For the records below, give the number of lines containing the word "tracing" and no other text.

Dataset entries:

====

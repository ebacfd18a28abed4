use super::{AppState, BatchSize};
use crate::server::{
    error::Result,
    telemetry::{
        increment_ids_generated, increment_requests, record_ids_per_request,
        record_request_duration,
    },
};
use axum::{Json, extract::State};
use flakebatch::IdSource;
use std::time::Instant;

/// Calls `source` exactly `count` times, in order.
///
/// The first failure aborts the whole batch; a short batch is never
/// returned. This may block while the generator backs off, so async callers
/// must run it off the runtime workers.
///
/// # Errors
///
/// Returns the source's error unchanged.
pub fn issue_batch(source: &dyn IdSource, count: usize) -> flakebatch::Result<Vec<String>> {
    let mut ids = Vec::with_capacity(count);
    for _ in 0..count {
        ids.push(source.try_next_id()?);
    }
    Ok(ids)
}

/// `GET /ids?count=<int>`
///
/// The whole batch is generated on the blocking pool before anything is
/// written, so a backing-off generator never stalls other requests and the
/// status line always reflects the outcome: 200 with a JSON array of exactly
/// `count` strings, or a JSON error body.
#[tracing::instrument(skip_all, fields(count = batch.get()))]
pub async fn list_ids(
    State(state): State<AppState>,
    batch: BatchSize,
) -> Result<Json<Vec<String>>> {
    let start = Instant::now();
    let count = batch.get();

    increment_requests();
    #[allow(clippy::cast_precision_loss)]
    record_ids_per_request(count as f64);

    let source = state.shared_source();
    let ids = tokio::task::spawn_blocking(move || issue_batch(source.as_ref(), count)).await??;

    increment_ids_generated(ids.len() as u64);
    record_request_duration(start.elapsed().as_secs_f64() * 1000.0);
    tracing::debug!(issued = ids.len(), "batch issued");

    Ok(Json(ids))
}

====

▶ Result below
2